Cycling: how to use hills to build a strong winter base

Including hill sessions in your winter-base training phase is key for building off-season strength…

Published: January 22, 2020 at 10:29 am

One of the best ways to include strength and activation work in your off-season sessions is by taking your training to the hills for longs reps or strength blocks. And the winter months are the ideal time to work on any weaknesses you might have in this area.

In this session, you’ll need a climb of around 4mins, alternating sitting and standing for 30secs each until the effort is completed, while also changing down the cassette on each interval to alter the cadence. Once done, there’s then 20mins at moderate pace to finish the session off.

This is a great session to help increase your strength ready for the 2020 race season. I’d complete it once a week, adding one extra interval to a maximum of 10 reps every second week.
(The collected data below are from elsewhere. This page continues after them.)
use crate::model::{Assignment, Roster};
use crate::scheduler::UpdatedAssignment;

/// Permet de customiser le rendu d'une modification (journal texte, notification, etc.).
pub trait ChangeRenderer {
    fn render(&self, roster: &Roster, change: &UpdatedAssignment) -> String;
}

/// Une ligne lisible :
/// `#12 Alice @ Library / Monday / FIRST_TERM -> Bob @ Library / Monday / FIRST_TERM (member)`.
#[derive(Debug, Default, Clone, Copy)]
pub struct TextChangeLog;

impl ChangeRenderer for TextChangeLog {
    fn render(&self, roster: &Roster, change: &UpdatedAssignment) -> String {
        let flags = change.changes;
        if flags.is_noop() {
            return format!("#{} unchanged ({})", change.before.id, describe(roster, &change.before));
        }

        let mut touched = Vec::new();
        if flags.member_changed {
            touched.push("member");
        }
        if flags.room_changed {
            touched.push("room");
        }
        if flags.day_changed {
            touched.push("day");
        }
        if flags.term_changed {
            touched.push("term");
        }

        format!(
            "#{} {} -> {} ({})",
            change.before.id,
            describe(roster, &change.before),
            describe(roster, &change.after),
            touched.join(", ")
        )
    }
}

fn describe(roster: &Roster, assignment: &Assignment) -> String {
    let member = roster
        .find_member(assignment.member)
        .map_or_else(|| format!("member #{}", assignment.member), |m| m.name.clone());
    let room = roster
        .find_room(assignment.room)
        .map_or_else(|| format!("room #{}", assignment.room), |r| r.name.clone());
    format!("{member} @ {room} / {} / {}", assignment.weekday, assignment.term)
}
If you don’t have a climb near you, use a turbo trainer and resistance to alter the intensity, but still incorporate the seating and standing drills as prescribed.

Top Winter training Tip

Set your goals

List three goals you’re aiming for this off-season. If you have clear goals you’ll have a reason to push through the winter and are more likely to stick to your plan.

THE HILL SESSION

Warm-up

30mins easy @90-100rpm

Main set

5 x 4mins hill reps

Keep power moderate. Start at 70rpm, then each minute drop the gear by 1 sprocket until you hit 50-55rpm. Alternate sitting for 30secs with standing for 30secs until you complete the 4min effort.

Re-descend the climb

3mins recovery before repeat

20mins moderate 80-90rpm

Cool-down

15mins easy @90-100rpm

Adapt for beginners

Keep the 5 x 4mins within the sessions as this is the activation work we need to make neuromuscular change. Swap
the 20mins at moderate pace for 20mins easy.

Adapt for Ironman

Start the first week with 5 x 4mins, but each week increase the session by one rep and the moderate pace by 10mins until you’re able to sustain 10 reps and 70mins at moderate pace.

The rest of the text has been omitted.